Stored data

//! Client-side narrowing of a property list.
//!
//! All active clauses are AND-combined. Pure logic: no I/O, safe to re-run on
//! every criteria change.

pub mod debounce;

pub use debounce::{debouncer, DebounceHandle, Debouncer};

use crate::models::Property;
use std::collections::HashSet;

/// User-selected constraints on the displayed listings
#[derive(Debug, Clone, PartialEq)]
pub struct FilterCriteria {
    /// Allowed property types (empty = all)
    pub property_types: HashSet<String>,
    /// Inclusive (min, max) monthly rent
    pub price_range: (f64, f64),
    /// Minimum bedrooms (0 = no restriction)
    pub bedrooms: u32,
    /// Minimum bathrooms (0 = no restriction)
    pub bathrooms: u32,
    /// Amenities that must all be present (empty = no restriction)
    pub amenities: HashSet<String>,
    /// Allowed place types (empty = all)
    pub place_types: HashSet<String>,
    /// Case-insensitive substring matched against title and location
    pub search_text: String,
}

impl Default for FilterCriteria {
    fn default() -> Self {
        Self {
            property_types: HashSet::new(),
            price_range: (0.0, f64::INFINITY),
            bedrooms: 0,
            bathrooms: 0,
            amenities: HashSet::new(),
            place_types: HashSet::new(),
            search_text: String::new(),
        }
    }
}

impl FilterCriteria {
    /// Returns true if no clause restricts the list.
    pub fn is_default(&self) -> bool {
        let default = Self::default();
        self.property_types.is_empty()
            && self.price_range == default.price_range
            && self.bedrooms == 0
            && self.bathrooms == 0
            && self.amenities.is_empty()
            && self.place_types.is_empty()
            && self.search_text.is_empty()
    }

    pub fn with_search(mut self, text: impl Into<String>) -> Self {
        self.search_text = text.into();
        self
    }

    pub fn with_price_range(mut self, min: f64, max: f64) -> Self {
        self.price_range = (min, max);
        self
    }

    pub fn with_min_bedrooms(mut self, bedrooms: u32) -> Self {
        self.bedrooms = bedrooms;
        self
    }

    pub fn with_min_bathrooms(mut self, bathrooms: u32) -> Self {
        self.bathrooms = bathrooms;
        self
    }

    pub fn with_property_type(mut self, property_type: impl Into<String>) -> Self {
        self.property_types.insert(property_type.into());
        self
    }

    pub fn with_amenity(mut self, amenity: impl Into<String>) -> Self {
        self.amenities.insert(amenity.into());
        self
    }

    pub fn with_place_type(mut self, place_type: impl Into<String>) -> Self {
        self.place_types.insert(place_type.into());
        self
    }
}

/// Properties satisfying every active clause, in input order.
pub fn apply(properties: &[Property], criteria: &FilterCriteria) -> Vec<Property> {
    apply_indices(properties, criteria)
        .into_iter()
        .map(|idx| properties[idx].clone())
        .collect()
}

/// Indices into `properties` of the entries that pass, in ascending order.
pub fn apply_indices(properties: &[Property], criteria: &FilterCriteria) -> Vec<usize> {
    if criteria.is_default() {
        return (0..properties.len()).collect();
    }

    let search_lower = criteria.search_text.to_lowercase();

    properties
        .iter()
        .enumerate()
        .filter(|(_, property)| matches_all(property, criteria, &search_lower))
        .map(|(idx, _)| idx)
        .collect()
}

/// Number of matches, for the "Show N properties" button
pub fn count(properties: &[Property], criteria: &FilterCriteria) -> usize {
    if criteria.is_default() {
        return properties.len();
    }

    let search_lower = criteria.search_text.to_lowercase();
    properties
        .iter()
        .filter(|property| matches_all(property, criteria, &search_lower))
        .count()
}

fn matches_all(property: &Property, criteria: &FilterCriteria, search_lower: &str) -> bool {
    // Free-text search
    if !search_lower.is_empty()
        && !property.title.to_lowercase().contains(search_lower)
        && !property.location.to_lowercase().contains(search_lower)
    {
        return false;
    }

    // Property type
    if !criteria.property_types.is_empty()
        && !criteria.property_types.contains(&property.property_type)
    {
        return false;
    }

    // Price range (inclusive; min > max and NaN prices match nothing)
    let (min_price, max_price) = criteria.price_range;
    if !(min_price..=max_price).contains(&property.price) {
        return false;
    }

    if criteria.bedrooms > 0 && property.bedrooms < criteria.bedrooms {
        return false;
    }

    if criteria.bathrooms > 0 && property.bathrooms < criteria.bathrooms {
        return false;
    }

    // Amenities: every requested one must be listed
    if !criteria.amenities.is_empty()
        && !criteria
            .amenities
            .iter()
            .all(|wanted| property.amenities.iter().any(|have| have == wanted))
    {
        return false;
    }

    // Place type only narrows listings that declare one
    if !criteria.place_types.is_empty() {
        if let Some(place_type) = &property.place_type {
            if !criteria.place_types.contains(place_type) {
                return false;
            }
        }
    }

    true
}
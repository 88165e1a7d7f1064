use chrono::Utc;
use rental_scout::api::{PropertyQuery, PropertyService, RentPredictionRequest};
use rental_scout::filters::{self, FilterCriteria};
use rental_scout::geocode::{GeocodeClient, OneMapSource};
use rental_scout::{Coordinates, Property, SINGAPORE_CENTER};
use serde_json::json;
use std::time::Duration;
use wiremock::matchers::{body_json, header, method, path, query_param};
use wiremock::{Mock, MockServer, ResponseTemplate};

fn listings() -> serde_json::Value {
    json!([
        {
            "id": 1,
            "owner": 4,
            "title": "Cosy HDB near Hougang MRT",
            "block": "123",
            "street_name": "Hougang Ave 1",
            "location": "Hougang",
            "town": "Hougang",
            "city": "Singapore",
            "zip_code": "530123",
            "price": "2500.00",
            "bedrooms": 2,
            "bathrooms": 1,
            "square_feet": 850,
            "property_type": "HDB",
            "status": "available",
            "amenities": ["Wi-Fi", "Washing Machine"],
            "image": "",
            "created_at": "2025-04-01T09:30:00.123456Z"
        },
        {
            "id": 2,
            "title": "Marina view condo",
            "street_name": "Marina Boulevard",
            "location": "Marina Bay",
            "city": "Singapore",
            "zip_code": "018980",
            "price": 5200,
            "bedrooms": 3,
            "bathrooms": 2,
            "property_type": "Condo",
            "status": "available",
            "amenities": ["Wi-Fi", "Gym", "Swimming Pool"],
            "latitude": 1.2801,
            "longitude": 103.8545
        },
        {
            "id": 3,
            "title": "Room in Tampines",
            "street_name": "Unknown Lane",
            "location": "Tampines",
            "city": "Singapore",
            "price": "900.00",
            "bedrooms": 1,
            "bathrooms": 1,
            "property_type": "HDB",
            "status": "available",
            "amenities": ["Wi-Fi"]
        }
    ])
}

#[tokio::test]
async fn test_fetch_properties_sends_query_parameters() {
    let server = MockServer::start().await;
    Mock::given(method("GET"))
        .and(path("/app/properties/"))
        .and(query_param("search", "hougang"))
        .and(query_param("bedrooms", "2"))
        .and(query_param("types", "Condo,HDB"))
        .respond_with(ResponseTemplate::new(200).set_body_json(listings()))
        .expect(1)
        .mount(&server)
        .await;

    let service = PropertyService::new(server.uri(), Duration::from_secs(5)).unwrap();
    let criteria = FilterCriteria::default()
        .with_search("hougang")
        .with_min_bedrooms(2)
        .with_property_type("HDB")
        .with_property_type("Condo");

    let properties = service
        .fetch_properties(&PropertyQuery::from_criteria(&criteria))
        .await
        .unwrap();

    assert_eq!(properties.len(), 3);
    assert_eq!(properties[0].price, 2500.0);
    assert!(properties[0].created_at.is_some());

    // local narrowing on top of whatever the backend returned
    let shown = filters::apply(&properties, &criteria);
    assert_eq!(shown.iter().map(|p| p.id).collect::<Vec<_>>(), vec![1]);
}

#[tokio::test]
async fn test_fetch_properties_error_status() {
    let server = MockServer::start().await;
    Mock::given(method("GET"))
        .and(path("/app/properties/"))
        .respond_with(ResponseTemplate::new(500))
        .mount(&server)
        .await;

    let service = PropertyService::new(server.uri(), Duration::from_secs(5)).unwrap();
    let err = service
        .fetch_properties(&PropertyQuery::default())
        .await
        .unwrap_err();
    assert!(err.to_string().contains("500"));
}

#[tokio::test]
async fn test_fetch_property_detail() {
    let server = MockServer::start().await;
    let detail = listings()[1].clone();
    Mock::given(method("GET"))
        .and(path("/property/details/2/"))
        .respond_with(ResponseTemplate::new(200).set_body_json(detail))
        .mount(&server)
        .await;
    Mock::given(method("GET"))
        .and(path("/property/details/99/"))
        .respond_with(ResponseTemplate::new(404).set_body_json(json!({"detail": "Not found."})))
        .mount(&server)
        .await;

    let service = PropertyService::new(server.uri(), Duration::from_secs(5)).unwrap();

    let property = service.fetch_property(2).await.unwrap();
    assert_eq!(property.title, "Marina view condo");
    assert_eq!(property.price, 5200.0);

    let err = service.fetch_property(99).await.unwrap_err();
    assert!(err.to_string().contains("404"));
}

#[tokio::test]
async fn test_predict_rent_12_months() {
    let server = MockServer::start().await;
    let predicted: Vec<f64> = (0..12).map(|i| 2400.0 + 10.0 * i as f64).collect();
    Mock::given(method("POST"))
        .and(path("/advanced-features/predict-rent-12-months/"))
        .and(header("authorization", "Token abc123"))
        .and(body_json(json!({"town": "HOUGANG", "flat_type": "3-ROOM"})))
        .respond_with(ResponseTemplate::new(200).set_body_json(json!({"predicted_rent": predicted})))
        .expect(1)
        .mount(&server)
        .await;

    let service = PropertyService::new(server.uri(), Duration::from_secs(5)).unwrap();
    let listing: Property = serde_json::from_value(listings()[0].clone()).unwrap();
    let request = RentPredictionRequest::for_property(&listing);

    let history = service
        .predict_rent_12_months(&request, Some("abc123"))
        .await
        .unwrap();

    assert_eq!(history.len(), 12);
    assert_eq!(history[0].month, Utc::now().date_naive().format("%b %Y").to_string());
    assert_eq!(history[0].price, 2400.0);
    assert_eq!(history[11].price, 2510.0);
}

#[tokio::test]
async fn test_predict_rent_without_token() {
    let server = MockServer::start().await;
    Mock::given(method("POST"))
        .and(path("/advanced-features/predict-rent-12-months/"))
        .respond_with(ResponseTemplate::new(200).set_body_json(json!({"predicted_rent": [2000.0]})))
        .mount(&server)
        .await;

    let service = PropertyService::new(server.uri(), Duration::from_secs(5)).unwrap();
    let history = service
        .predict_rent_12_months(&RentPredictionRequest::default(), None)
        .await
        .unwrap();
    assert_eq!(history.len(), 1);

    let requests = server.received_requests().await.unwrap();
    assert!(requests[0].headers.get("authorization").is_none());
    let body: serde_json::Value = serde_json::from_slice(&requests[0].body).unwrap();
    assert_eq!(body, json!({"town": "TAMPINES", "flat_type": "3-ROOM"}));
}

#[tokio::test]
async fn test_predict_rent_surfaces_backend_error() {
    let server = MockServer::start().await;
    Mock::given(method("POST"))
        .and(path("/advanced-features/predict-rent-12-months/"))
        .respond_with(ResponseTemplate::new(400).set_body_json(json!({"error": "unknown town"})))
        .mount(&server)
        .await;

    let service = PropertyService::new(server.uri(), Duration::from_secs(5)).unwrap();
    let err = service
        .predict_rent_12_months(&RentPredictionRequest::default(), None)
        .await
        .unwrap_err();
    assert!(err.to_string().contains("unknown town"));
}

#[tokio::test]
async fn test_fetch_with_coordinates() {
    let backend = MockServer::start().await;
    Mock::given(method("GET"))
        .and(path("/app/properties/"))
        .respond_with(ResponseTemplate::new(200).set_body_json(listings()))
        .mount(&backend)
        .await;

    let onemap = MockServer::start().await;
    Mock::given(method("GET"))
        .and(path("/search"))
        .and(query_param("searchVal", "123 Hougang Ave 1, 530123, Singapore"))
        .respond_with(ResponseTemplate::new(200).set_body_json(json!({
            "found": 1,
            "results": [{"LATITUDE": "1.3721", "LONGITUDE": "103.8932"}]
        })))
        .expect(1)
        .mount(&onemap)
        .await;
    Mock::given(method("GET"))
        .and(path("/search"))
        .and(query_param("searchVal", "Unknown Lane, Singapore"))
        .respond_with(ResponseTemplate::new(200).set_body_json(json!({"found": 0, "results": []})))
        .expect(1)
        .mount(&onemap)
        .await;

    let service = PropertyService::new(backend.uri(), Duration::from_secs(5)).unwrap();
    let source =
        OneMapSource::with_endpoint(format!("{}/search", onemap.uri()), Duration::from_secs(5)).unwrap();
    let geocoder = GeocodeClient::new(source);

    let located = service
        .fetch_with_coordinates(&PropertyQuery::default(), &geocoder)
        .await
        .unwrap();

    assert_eq!(located.iter().map(|p| p.property.id).collect::<Vec<_>>(), vec![1, 2, 3]);

    assert_eq!(located[0].coordinates, Coordinates::new(1.3721, 103.8932));
    assert!(located[0].resolved);

    // stored coordinates are used without a geocode call
    assert_eq!(located[1].coordinates, Coordinates::new(1.2801, 103.8545));
    assert!(located[1].resolved);

    assert_eq!(located[2].coordinates, SINGAPORE_CENTER);
    assert!(!located[2].resolved);
    assert_eq!(located[0].map_pin().image, "/placeholder.jpg");
}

[Task objective] Give again, word for word, the records from their first line to the one with "property types (empty = all)", and leave out all else.

[Task answer]
//! Client-side narrowing of a property list.
//!
//! All active clauses are AND-combined. Pure logic: no I/O, safe to re-run on
//! every criteria change.

pub mod debounce;

pub use debounce::{debouncer, DebounceHandle, Debouncer};

use crate::models::Property;
use std::collections::HashSet;

/// User-selected constraints on the displayed listings
#[derive(Debug, Clone, PartialEq)]
pub struct FilterCriteria {
    /// Allowed property types (empty = all)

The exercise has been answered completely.